impl World {
    /// Queues an intent for the next spawn pass.
    pub fn queue_intent(&mut self, intent: EffectIntent) {
        self.intents.push(intent);
    }

    /// Drains queued intents into live instances.
    pub(crate) fn spawn_pending_intents(&mut self) {
        let intents = std::mem::take(&mut self.intents);
        for intent in intents {
            let _ = self.spawn_effect_now(intent);
        }
    }

    /// Spawns an instance immediately. Returns its id, or `None` when the
    /// contract is unknown or the spatial index rejected the spawn.
    pub(crate) fn spawn_effect_now(&mut self, intent: EffectIntent) -> Option<String> {
        let Some(def) = self.registry.get(&intent.effect_type).cloned() else {
            debug!(effect_type = %intent.effect_type, "intent for unknown contract dropped");
            return None;
        };
        let (id, entry_id) = self.alloc_effect_id();
        let tick = self.tick;
        let lifetime = u32::max(intent.lifetime_ticks, 1);

        let mut behavior = BehaviorState {
            ticks_remaining: lifetime,
            ..BehaviorState::default()
        };
        // Hooks resolve damage deltas from behavior extras.
        if let Some(delta) = intent.params.get("healthDelta") {
            behavior.extra.insert("healthDelta".to_owned(), *delta);
        }

        let instance = EffectInstance {
            id: id.clone(),
            entry_id,
            definition_id: def.type_id.clone(),
            start_tick: tick,
            expires_at: tick + u64::from(lifetime),
            delivery: DeliveryState {
                geometry: intent.geometry,
                motion: intent.motion,
                attached_actor_id: intent.follow_actor_id.clone(),
                follow: intent.follow,
            },
            behavior,
            params: intent.params,
            colors: intent.colors,
            owner_actor_id: intent.owner_actor_id,
            follow_actor_id: intent.follow_actor_id,
            replication: def.replication.clone(),
            end: def.end,
            hit_actors: std::collections::BTreeSet::new(),
            pierce_count: 3,
        };

        if !self.spatial.upsert(&id, effect_aabb(&instance.delivery.geometry)) {
            // Cell saturated: surface the failed spawn and retire the id.
            debug!(effect = %id, effect_type = %def.type_id, "spatial index rejected spawn");
            if def.replication.send_spawn {
                self.journal.record_effect_spawn(tick, instance.snapshot());
                if def.replication.send_end {
                    let _ = self
                        .journal
                        .record_effect_end(tick, &id, EffectEndReason::Cancelled);
                }
            }
            return None;
        }

        self.effects.insert(id.clone(), instance);

        // Spawn hooks run before the spawn event is journaled so the
        // replicated snapshot reflects post-hook state (e.g. decal jitter).
        if let Some(hook) = def.hooks.on_spawn {
            hooks::dispatch_on_spawn(self, &id, hook);
        }
        if let Some(instance) = self.effects.get(&id) {
            let snapshot = instance.snapshot();
            if def.replication.send_spawn {
                self.journal.record_effect_spawn(tick, snapshot.clone());
            }
            if def.replication.managed_by_client {
                self.effect_triggers.push(snapshot);
            }
        }
        Some(id)
    }

    /// Ends effects whose lifetime elapsed as of this tick.
    pub(crate) fn prune_expired_effects(&mut self) {
        let tick = self.tick;
        let expired: Vec<String> = self
            .effects
            .values()
            .filter(|e| e.expires_at <= tick)
            .map(|e| e.id.clone())
            .collect();
        for id in expired {
            self.end_effect(&id, EffectEndReason::Expired);
        }
    }

    /// Advances motion and follow positions for every live effect.
    pub(crate) fn advance_effect_motion(&mut self) {
        let ids: Vec<String> = self.effects.keys().cloned().collect();
        for id in ids {
            let Some(effect) = self.effects.get(&id) else {
                continue;
            };
            let Some(def) = self.registry.get(&effect.definition_id) else {
                continue;
            };
            let motion = def.motion;
            let on_tick = def.hooks.on_tick;
            match motion {
                MotionKind::None | MotionKind::Instant => {}
                MotionKind::Linear | MotionKind::Parabolic => {
                    self.advance_ballistic(&id, motion == MotionKind::Parabolic);
                }
                MotionKind::Follow => {
                    self.advance_follow(&id);
                }
            }
            if let Some(hook) = on_tick {
                hooks::dispatch_on_tick(self, &id, hook);
            }
            if let Some(effect) = self.effects.get_mut(&id) {
                effect.behavior.ticks_remaining = effect.behavior.ticks_remaining.saturating_sub(1);
            }
        }
    }

    fn advance_ballistic(&mut self, id: &str, parabolic: bool) {
        let Some(effect) = self.effects.get_mut(id) else {
            return;
        };
        if parabolic {
            // Gravity pulls the y velocity every tick.
            effect.delivery.motion.vel.y += effect.delivery.motion.gravity;
        }
        let vel = effect.delivery.motion.vel;
        let step = int_hypot(vel.x, vel.y);
        let next_x = effect.delivery.geometry.x + vel.x;
        let next_y = effect.delivery.geometry.y + vel.y;
        let range_exhausted = {
            let m = &mut effect.delivery.motion;
            if m.range_remaining > 0 {
                m.range_remaining -= step;
            }
            m.range_remaining <= 0 && !parabolic
        };
        let moved = self.set_effect_pos(id, next_x, next_y);
        if moved {
            self.stage_effect_update(id, |e| EffectUpdateFields {
                x: Some(e.delivery.geometry.x),
                y: Some(e.delivery.geometry.y),
                ..EffectUpdateFields::default()
            });
            let aabb = self
                .effects
                .get(id)
                .map(|e| effect_aabb(&e.delivery.geometry));
            if let Some(aabb) = aabb {
                if !self.spatial.upsert(id, aabb) {
                    debug!(effect = %id, "spatial index rejected move; keeping stale cells");
                }
            }
        }
        if range_exhausted {
            self.pending_effect_ends
                .push((id.to_owned(), EffectEndReason::Expired));
        }
    }

    fn advance_follow(&mut self, id: &str) {
        let Some(effect) = self.effects.get(id) else {
            return;
        };
        let followed = match effect.delivery.follow {
            FollowMode::Owner => effect.owner_actor_id.clone(),
            FollowMode::Target => effect.follow_actor_id.clone(),
            FollowMode::None => None,
        };
        let Some(actor_id) = followed else {
            return;
        };
        match self.actor(&actor_id) {
            Some(actor) => {
                let x = quantize_world(actor.x);
                let y = quantize_world(actor.y);
                if self.set_effect_pos(id, x, y) {
                    self.stage_effect_update(id, |e| EffectUpdateFields {
                        x: Some(e.delivery.geometry.x),
                        y: Some(e.delivery.geometry.y),
                        ..EffectUpdateFields::default()
                    });
                    let aabb = self
                        .effects
                        .get(id)
                        .map(|e| effect_aabb(&e.delivery.geometry));
                    if let Some(aabb) = aabb {
                        let _ = self.spatial.upsert(id, aabb);
                    }
                }
            }
            None => {
                if self.effects.get(id).is_some_and(|e| e.end.on_owner_lost) {
                    self.pending_effect_ends
                        .push((id.to_owned(), EffectEndReason::OwnerLost));
                }
            }
        }
    }

    /// Resolves impact per policy and dispatches `on_hit` hooks.
    pub(crate) fn resolve_effect_impacts(&mut self) {
        let ids: Vec<String> = self.effects.keys().cloned().collect();
        for id in ids {
            let Some(effect) = self.effects.get(&id) else {
                continue;
            };
            let Some(def) = self.registry.get(&effect.definition_id) else {
                continue;
            };
            let impact = def.impact;
            let on_hit = def.hooks.on_hit;
            if impact == ImpactPolicy::None {
                continue;
            }
            let owner = effect.owner_actor_id.clone();
            let geometry = effect.delivery.geometry;
            let already_hit = effect.hit_actors.clone();
            let pierce_count = effect.pierce_count;

            let half = self.config.player_half_extent;
            let mut candidates: Vec<String> = Vec::new();
            for (actor_id, actor) in self
                .players
                .iter()
                .map(|(k, v)| (k, &v.actor))
                .chain(self.npcs.iter().map(|(k, v)| (k, &v.actor)))
            {
                if Some(actor_id.as_str()) == owner.as_deref() {
                    continue;
                }
                if geometry_hits_actor(&geometry, actor.x, actor.y, half) {
                    candidates.push(actor_id.clone());
                }
            }
            candidates.sort_unstable();

            match impact {
                ImpactPolicy::None => {}
                ImpactPolicy::FirstHit => {
                    if let Some(target) = candidates.first() {
                        if let Some(hook) = on_hit {
                            hooks::dispatch_on_hit(self, &id, target, hook);
                        }
                        self.pending_effect_ends
                            .push((id.clone(), EffectEndReason::Cancelled));
                    }
                }
                ImpactPolicy::AllInPath => {
                    for target in &candidates {
                        if let Some(hook) = on_hit {
                            hooks::dispatch_on_hit(self, &id, target, hook);
                        }
                    }
                }
                ImpactPolicy::Pierce => {
                    for target in &candidates {
                        if already_hit.contains(target) {
                            continue;
                        }
                        if let Some(hook) = on_hit {
                            hooks::dispatch_on_hit(self, &id, target, hook);
                        }
                        if let Some(effect) = self.effects.get_mut(&id) {
                            effect.hit_actors.insert(target.clone());
                            if effect.hit_actors.len() > pierce_count as usize {
                                self.pending_effect_ends
                                    .push((id.clone(), EffectEndReason::Cancelled));
                                break;
                            }
                        }
                    }
                }
            }
        }
    }

    /// Applies pending ends and retires instant-ended instances.
    pub(crate) fn evaluate_effect_ends(&mut self) {
        let instants: Vec<String> = self
            .effects
            .values()
            .filter(|e| e.end.kind == EndKind::Instant)
            .map(|e| e.id.clone())
            .collect();
        for id in instants {
            self.end_effect(&id, EffectEndReason::Expired);
        }
        let pending = std::mem::take(&mut self.pending_effect_ends);
        for (id, reason) in pending {
            self.end_effect(&id, reason);
        }
    }

    /// Removes an instance, dispatching `on_expire` and journaling the end
    /// per the replication policy. No-op when the id is already gone.
    pub(crate) fn end_effect(&mut self, id: &str, reason: EffectEndReason) {
        let Some(effect) = self.effects.get(id) else {
            return;
        };
        let def = self.registry.get(&effect.definition_id).cloned();
        if let Some(def) = &def {
            if let Some(hook) = def.hooks.on_expire {
                hooks::dispatch_on_expire(self, id, hook);
            }
        }
        let Some(effect) = self.effects.remove(id) else {
            return;
        };
        self.spatial.remove(id);
        let send_end = def.is_some_and(|d| d.replication.send_end);
        if send_end && effect.replication.send_spawn {
            let _ = self.journal.record_effect_end(self.tick, id, reason);
        }
    }

    /// Pushes an effect's duration out to at least `expires_at` (condition
    /// refresh keeps its visual alive).
    pub(crate) fn extend_effect_lifetime(&mut self, id: &str, expires_at: u64) {
        let tick = self.tick;
        if let Some(effect) = self.effects.get_mut(id) {
            if expires_at > effect.expires_at {
                effect.expires_at = expires_at;
                effect.behavior.ticks_remaining = (expires_at - tick) as u32;
            }
        }
    }

    /// Stages a journal update for tracked-field changes, honoring the
    /// replication policy and its whitelist.
    pub(crate) fn stage_effect_update(
        &mut self,
        id: &str,
        fields: impl FnOnce(&EffectInstance) -> EffectUpdateFields,
    ) {
        let Some(effect) = self.effects.get(id) else {
            return;
        };
        if !effect.replication.send_updates {
            return;
        }
        let mut update = fields(effect);
        let whitelist = &effect.replication.update_fields;
        if !whitelist.is_empty() {
            if !whitelist.iter().any(|f| f == "pos") {
                update.x = None;
                update.y = None;
            }
            if !whitelist.iter().any(|f| f == "params") {
                update.params = None;
                update.ticks_remaining = None;
            }
        }
        if update.is_empty() {
            return;
        }
        let tick = self.tick;
        let _ = self.journal.record_effect_update(tick, id, update);
    }
}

================

Prompt
Produce a word-for-word copy of everything above from the line holding "hooks::dispatch_on_expire(self, id, hook);" down to the line holding "update.y = None;", with both of those lines kept.

Your response
                hooks::dispatch_on_expire(self, id, hook);
            }
        }
        let Some(effect) = self.effects.remove(id) else {
            return;
        };
        self.spatial.remove(id);
        let send_end = def.is_some_and(|d| d.replication.send_end);
        if send_end && effect.replication.send_spawn {
            let _ = self.journal.record_effect_end(self.tick, id, reason);
        }
    }

    /// Pushes an effect's duration out to at least `expires_at` (condition
    /// refresh keeps its visual alive).
    pub(crate) fn extend_effect_lifetime(&mut self, id: &str, expires_at: u64) {
        let tick = self.tick;
        if let Some(effect) = self.effects.get_mut(id) {
            if expires_at > effect.expires_at {
                effect.expires_at = expires_at;
                effect.behavior.ticks_remaining = (expires_at - tick) as u32;
            }
        }
    }

    /// Stages a journal update for tracked-field changes, honoring the
    /// replication policy and its whitelist.
    pub(crate) fn stage_effect_update(
        &mut self,
        id: &str,
        fields: impl FnOnce(&EffectInstance) -> EffectUpdateFields,
    ) {
        let Some(effect) = self.effects.get(id) else {
            return;
        };
        if !effect.replication.send_updates {
            return;
        }
        let mut update = fields(effect);
        let whitelist = &effect.replication.update_fields;
        if !whitelist.is_empty() {
            if !whitelist.iter().any(|f| f == "pos") {
                update.x = None;
                update.y = None;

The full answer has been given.